И отвратная жидкость, которую он так нахваливал, полилась в мою многострадальную глотку. Ядреная смесь подействовала на мои внутренности с эффективностью напалма. Все там у меня скукожилось и выгорело моментально. По крайней мере, мне так показалось. Ольшин с Нежданом перевернули меня чуть ли не вниз головой и начали трясти, вдобавок несколько раз резко надавив на вспучившийся живот.
Я извивался, не в силах вздохнуть, и исторгал из себя все съеденное за обедом.
– Есть! Выпал! – раздался радостный вопль Неждана.
Я открыл глаза и увидел то, что было перед моим носом. Оказалось, что я уже стою на четвереньках над лужей тошнотворной мерзости и меня никто не держит.
– Эк тебе п-повезло! – с выпученными глазами, заикаясь от страха, прошептал Ольшин. – Н-не взорвался!
И аккуратно, двумя пальцами достал светящийся груан из мерзкой вонючей жижи.
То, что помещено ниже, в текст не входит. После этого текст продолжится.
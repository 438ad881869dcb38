//! Bounded pool of worker processes.
//!
//! Every item gets its own worker invocation, `<program> [args..]
//! <sync-type> <item>`, with at most `concurrency` running at once. Each
//! worker's stdout is framed into lines and forwarded into one channel, so
//! the dispatcher sees a single stream in arrival order regardless of which
//! worker produced it.

use std::path::{Path, PathBuf};
use std::process::Stdio;
use std::sync::Arc;
use std::time::Duration;

use async_trait::async_trait;
use futures_util::stream::{self, StreamExt};
use tokio::process::Command;
use tokio::sync::mpsc;
use tokio::task::JoinHandle;
use tokio_util::codec::{FramedRead, LinesCodec};

use super::error::PoolFault;
use crate::types::SyncType;

/// Longest protocol line accepted from a worker.
const MAX_LINE_LENGTH: usize = 64 * 1024;

/// Lines buffered between the workers and the dispatcher.
const LINE_BUFFER: usize = 256;

/// How long the pool may take to wind down once its output has closed.
const EXIT_GRACE: Duration = Duration::from_secs(5);

/// Source of raw protocol lines for the dispatcher.
#[async_trait]
pub trait EventSource: Send {
    /// Next line from any worker, or `None` once all output has closed.
    async fn next_line(&mut self) -> Option<String>;

    /// Called once the stream has closed; reports how the pool ended.
    async fn finish(&mut self) -> Result<(), PoolFault>;
}

/// The external program that downloads a single item.
#[derive(Debug, Clone)]
pub struct WorkerCommand {
    pub program: PathBuf,
    /// Fixed arguments placed before the sync type and item.
    pub args: Vec<String>,
}

#[derive(Debug, Clone)]
pub struct WorkerPool {
    command: Arc<WorkerCommand>,
    sync_type: SyncType,
    concurrency: usize,
}

impl WorkerPool {
    pub fn new(command: WorkerCommand, sync_type: SyncType, concurrency: usize) -> Self {
        Self {
            command: Arc::new(command),
            sync_type,
            concurrency: concurrency.max(1),
        }
    }

    /// Start working through the items listed in `work_list`.
    pub async fn spawn(&self, work_list: &Path) -> Result<RunningPool, PoolFault> {
        let contents =
            tokio::fs::read_to_string(work_list)
                .await
                .map_err(|source| PoolFault::WorkList {
                    path: work_list.to_path_buf(),
                    source,
                })?;
        let items: Vec<String> = contents
            .lines()
            .map(str::trim)
            .filter(|line| !line.is_empty())
            .map(String::from)
            .collect();

        tracing::debug!(
            items = items.len(),
            concurrency = self.concurrency,
            program = %self.command.program.display(),
            "Starting worker pool",
        );

        let (tx, rx) = mpsc::channel(LINE_BUFFER);
        let command = Arc::clone(&self.command);
        let sync_type = self.sync_type;
        let concurrency = self.concurrency;

        let driver = tokio::spawn(async move {
            let outcomes: Vec<Result<(), PoolFault>> = stream::iter(items)
                .map(|item| run_worker(Arc::clone(&command), sync_type, item, tx.clone()))
                .buffer_unordered(concurrency)
                .collect()
                .await;
            // Report the first fault.
            outcomes.into_iter().collect::<Result<(), PoolFault>>()
        });

        Ok(RunningPool {
            lines: rx,
            driver: Some(driver),
            exit_grace: EXIT_GRACE,
        })
    }
}

/// Run one worker to completion, forwarding its output lines.
async fn run_worker(
    command: Arc<WorkerCommand>,
    sync_type: SyncType,
    item: String,
    lines: mpsc::Sender<String>,
) -> Result<(), PoolFault> {
    let mut child = Command::new(&command.program)
        .args(&command.args)
        .arg(sync_type.as_str())
        .arg(&item)
        .stdin(Stdio::null())
        .stdout(Stdio::piped())
        .stderr(Stdio::inherit())
        .kill_on_drop(true)
        .spawn()
        .map_err(|source| PoolFault::Spawn {
            program: command.program.clone(),
            item: item.clone(),
            source,
        })?;

    if let Some(stdout) = child.stdout.take() {
        let mut framed = FramedRead::new(stdout, LinesCodec::new_with_max_length(MAX_LINE_LENGTH));
        while let Some(line) = framed.next().await {
            let line = line.map_err(|source| PoolFault::Output {
                item: item.clone(),
                source,
            })?;
            if lines.send(line).await.is_err() {
                // Dispatcher stopped listening; the child is killed on drop.
                tracing::debug!(item = %item, "Dropping worker after dispatcher exit");
                return Ok(());
            }
        }
    }

    let status = child.wait().await.map_err(|source| PoolFault::Wait {
        item: item.clone(),
        source,
    })?;
    if status.success() {
        Ok(())
    } else {
        tracing::warn!(item = %item, %status, "Worker exited unsuccessfully");
        Err(PoolFault::WorkerExit { item, status })
    }
}

/// Handle to a pool that has been started.
///
/// Dropping the handle before [`EventSource::finish`] succeeds aborts the
/// pool and kills any workers still running.
pub struct RunningPool {
    lines: mpsc::Receiver<String>,
    driver: Option<JoinHandle<Result<(), PoolFault>>>,
    exit_grace: Duration,
}

#[async_trait]
impl EventSource for RunningPool {
    async fn next_line(&mut self) -> Option<String> {
        self.lines.recv().await
    }

    async fn finish(&mut self) -> Result<(), PoolFault> {
        let Some(driver) = self.driver.as_mut() else {
            return Ok(());
        };
        let outcome = tokio::time::timeout(self.exit_grace, driver).await;
        let result = match outcome {
            Err(_elapsed) => return Err(PoolFault::StillRunning),
            Ok(Err(join_error)) => Err(PoolFault::Panicked(join_error.to_string())),
            Ok(Ok(result)) => result,
        };
        self.driver = None;
        result
    }
}

impl Drop for RunningPool {
    fn drop(&mut self) {
        if let Some(driver) = &self.driver {
            driver.abort();
        }
    }
}

#[cfg(all(test, unix))]
mod tests {
    use super::*;

    fn sh_worker(script: &str) -> WorkerCommand {
        // sh -c SCRIPT worker <sync-type> <item>  =>  $1 = sync type, $2 = item
        WorkerCommand {
            program: PathBuf::from("sh"),
            args: vec!["-c".into(), script.into(), "worker".into()],
        }
    }

    async fn work_list(dir: &Path, items: &[&str]) -> PathBuf {
        let path = dir.join(".to_download");
        tokio::fs::write(&path, items.join("\n")).await.unwrap();
        path
    }

    async fn drain(pool: &mut RunningPool) -> Vec<String> {
        let mut lines = Vec::new();
        while let Some(line) = pool.next_line().await {
            lines.push(line);
        }
        lines
    }

    #[tokio::test]
    async fn test_pool_multiplexes_worker_output() {
        let dir = tempfile::tempdir().unwrap();
        let list = work_list(dir.path(), &["alpha", "beta", "gamma"]).await;
        let pool = WorkerPool::new(
            sh_worker(r#"printf '{"type":"done","plugin":"%s","sync":"%s"}\n' "$2" "$1""#),
            SyncType::Readme,
            2,
        );

        let mut running = pool.spawn(&list).await.unwrap();
        let mut lines = drain(&mut running).await;
        running.finish().await.unwrap();

        lines.sort();
        assert_eq!(
            lines,
            vec![
                r#"{"type":"done","plugin":"alpha","sync":"readme"}"#,
                r#"{"type":"done","plugin":"beta","sync":"readme"}"#,
                r#"{"type":"done","plugin":"gamma","sync":"readme"}"#,
            ]
        );
    }

    #[tokio::test]
    async fn test_pool_reports_nonzero_worker_exit() {
        let dir = tempfile::tempdir().unwrap();
        let list = work_list(dir.path(), &["broken"]).await;
        let pool = WorkerPool::new(sh_worker("exit 3"), SyncType::All, 4);

        let mut running = pool.spawn(&list).await.unwrap();
        assert!(drain(&mut running).await.is_empty());
        let err = running.finish().await.unwrap_err();
        assert!(matches!(err, PoolFault::WorkerExit { ref item, .. } if item == "broken"));
    }

    #[tokio::test]
    async fn test_pool_reports_missing_program() {
        let dir = tempfile::tempdir().unwrap();
        let list = work_list(dir.path(), &["a"]).await;
        let pool = WorkerPool::new(
            WorkerCommand {
                program: dir.path().join("no-such-worker"),
                args: Vec::new(),
            },
            SyncType::All,
            1,
        );

        let mut running = pool.spawn(&list).await.unwrap();
        assert!(drain(&mut running).await.is_empty());
        assert!(matches!(
            running.finish().await,
            Err(PoolFault::Spawn { .. })
        ));
    }

    #[tokio::test]
    async fn test_missing_work_list() {
        let dir = tempfile::tempdir().unwrap();
        let pool = WorkerPool::new(sh_worker("true"), SyncType::All, 1);
        let err = pool
            .spawn(&dir.path().join("missing"))
            .await
            .err()
            .unwrap();
        assert!(matches!(err, PoolFault::WorkList { .. }));
    }

    #[tokio::test]
    async fn test_blank_lines_in_work_list_are_skipped() {
        let dir = tempfile::tempdir().unwrap();
        let list = work_list(dir.path(), &["", "only", "  ", ""]).await;
        let pool = WorkerPool::new(sh_worker(r#"echo "$2""#), SyncType::All, 3);

        let mut running = pool.spawn(&list).await.unwrap();
        assert_eq!(drain(&mut running).await, vec!["only"]);
        running.finish().await.unwrap();
    }
}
Его старый друг прервал восхищенное мычание и воскликнул:
– Кому рассказать – не поверят! И сам бы не поверил, если бы собственными глазами такое не увидел!
Но я-то догадывался, в чем тут дело: это меня Первый Щит спас! Изолировал симбионта в моем желудке, завернул в некое силовое поле и вытолкал вон из своей законной обители.
Мастер времени не терял. Несильно размахнувшись, бросил осклизлую ракушку за угол башни. Там она и рвануло, никому не причинив вреда.
А оба ветерана уже схватили копья и помчались на позицию к остальным нашим воинам. Все они выстроились в линию метрах в двадцати от башни. И такой расчет оказался верным. Чапера со своими охотниками ворвался в предел видимости, зная, что до точки взрыва не менее двадцати метров. То есть они просто бежали, не готовясь работать копьями. А наши были готовы, да еще и сделали рывок навстречу, сокращая дистанцию. Восемь копий, а за ними и восемь дротиков отправились во врага.
Как ни странно, все четверо тоже успели метнуть свои копья. Вот уж и в самом деле оказались лучшими. Но большего сделать не смогли. Двое, в том числе и атаман, погибли сразу. А вот оставшиеся глисты выкрутились. Упали наземь, метнулись в стороны и, петляя как зайцы, бросились наутек.
Преследовать их никто не стал. Четверо направились к трупам, держа еще по дротику на изготовку, а трое занимались раненым товарищем. Я нашел в себе силы встать и на полусогнутых конечностях двинулся туда. И хорошо, что все наши женщины, вместе с метавшимся у них под ногами Хрустем, представляли собой последнюю линию обороны на балкончике пятого этажа. Не то бы меня спеленали, облили гнатаром и унесли в спальню на восьмом этаже. А так я был властен над собой, не слушая призывные вопли, несущиеся сверху.
Мало того, я вдруг почувствовал фатальное равнодушие к собственной жизни. Вернее, не столько даже равнодушие, как некую подспудную уверенность, что все на мне зарастет, самое страшное осталось позади и никуда я из этой жизни так скоро не уйду.
Конечно, все во мне болело и стонало, но зато я видел лучше всех, и уже только это заставляло меня оставаться на командирском посту.